Monday, October 8, 2018

Waking


I was living in a politically active housing co-op, working in a whole-wheat, granola-eating, spirulina-swilling grocery co-op, and studying European social history with Marxist professors. It was a heady time in Madison, 1977, and I was asked by some women friends to serve as a security person for the first Take Back the Night march I ever joined. So, I, Todd X, and some other long-haired men sympathetic to the burgeoning feminist movement took our places at the back of the march down State Street. Our job was to keep counter-protesters from breaking up the march. I thought it would be easy. It was not. We security guys listened to the stories of rape and abuse over the loud speakers. It was enraging, and made me feel embarrassed to be a man. But when the march got going, things began to heat up. Beefy frat boys drinking on State Street did not like women gathered to even the scales of sexual power.
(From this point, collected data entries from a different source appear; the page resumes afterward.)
use serde::Serialize;

use crate::ir::{Edge, EdgeKind};

/// Ordering category of an edge. Categories are routed in declaration order;
/// later categories route around earlier ones, never the reverse.
#[derive(Debug, Clone, Copy, PartialEq, Eq, Hash, PartialOrd, Ord, Serialize)]
#[serde(rename_all = "kebab-case")]
pub enum EdgePriority {
    Inheritance,
    Implementation,
    Aggregation,
    Composition,
    Association,
    Dependency,
    SelfEdge,
    Other,
}

/// How an edge of a given priority is drawn.
#[derive(Debug, Clone, Copy, PartialEq, Eq, Hash)]
pub enum RoutingMode {
    /// Multi-bend orthogonal polyline.
    Segmented,
    /// Straight two-point line.
    Direct,
    /// Five-point loop out of one corner.
    SelfLoop,
}

impl EdgePriority {
    /// Segmented priorities in the order they are laid out.
    pub const SEGMENTED: [EdgePriority; 5] = [
        EdgePriority::Inheritance,
        EdgePriority::Implementation,
        EdgePriority::Aggregation,
        EdgePriority::Composition,
        EdgePriority::Association,
    ];

    pub fn routing_mode(self) -> Option<RoutingMode> {
        match self {
            EdgePriority::Inheritance
            | EdgePriority::Implementation
            | EdgePriority::Aggregation
            | EdgePriority::Composition
            | EdgePriority::Association => Some(RoutingMode::Segmented),
            EdgePriority::Dependency => Some(RoutingMode::Direct),
            EdgePriority::SelfEdge => Some(RoutingMode::SelfLoop),
            EdgePriority::Other => None,
        }
    }

    pub fn is_segmented(self) -> bool {
        self.routing_mode() == Some(RoutingMode::Segmented)
    }

    /// Whether the first attachment attempt uses the north/south faces.
    pub fn prefers_north_south(self) -> bool {
        match self {
            EdgePriority::Inheritance
            | EdgePriority::Implementation
            | EdgePriority::Association => true,
            EdgePriority::Aggregation | EdgePriority::Composition => false,
            EdgePriority::Dependency | EdgePriority::SelfEdge | EdgePriority::Other => false,
        }
    }
}

fn kind_priority(kind: EdgeKind) -> EdgePriority {
    match kind {
        EdgeKind::Inheritance => EdgePriority::Inheritance,
        EdgeKind::Implementation => EdgePriority::Implementation,
        EdgeKind::Aggregation => EdgePriority::Aggregation,
        EdgeKind::Composition => EdgePriority::Composition,
        EdgeKind::Association => EdgePriority::Association,
        EdgeKind::Dependency => EdgePriority::Dependency,
        EdgeKind::Note | EdgeKind::Transition | EdgeKind::Call => EdgePriority::Other,
    }
}

/// Classifies an edge. Class-diagram edges whose ends coincide are self-edges.
pub fn priority_of(edge: &Edge) -> EdgePriority {
    let priority = kind_priority(edge.kind);
    if priority != EdgePriority::Other && edge.is_self_edge() {
        EdgePriority::SelfEdge
    } else {
        priority
    }
}

pub fn is_segmented(edge: &Edge) -> bool {
    priority_of(edge).is_segmented()
}

/// Edges of every category but [`EdgePriority::Other`] get a stored path.
pub fn is_stored_edge(edge: &Edge) -> bool {
    priority_of(edge) != EdgePriority::Other
}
They stopped on the side-walks and heckled, made masturbatory gestures over giant (imagined) phalli, and engaged marchers in shouting matches. For the first time, I was on the receiving end of the male gaze. One of my fellow security guys got into it with one of the hecklers. I had to break it up and stand between them, arms extended. Another of the security guys threw a brick through the window of an adult (porn) bookstore. Cops came. People ran. It was the beginning of a long wake-up call, still going on. My static, little world where I could just stand on the sidelines and let degrading comments about women slide ended. It was my fight too now. I could smell the bridges behind me burning, could see the friendships that had been based on bashing women explode into flame, and I got the hateful look from men who now saw me as a betrayer. Having the curtains that cover misogyny pulled back and seeing the carnage hidden behind it, there was no going home again.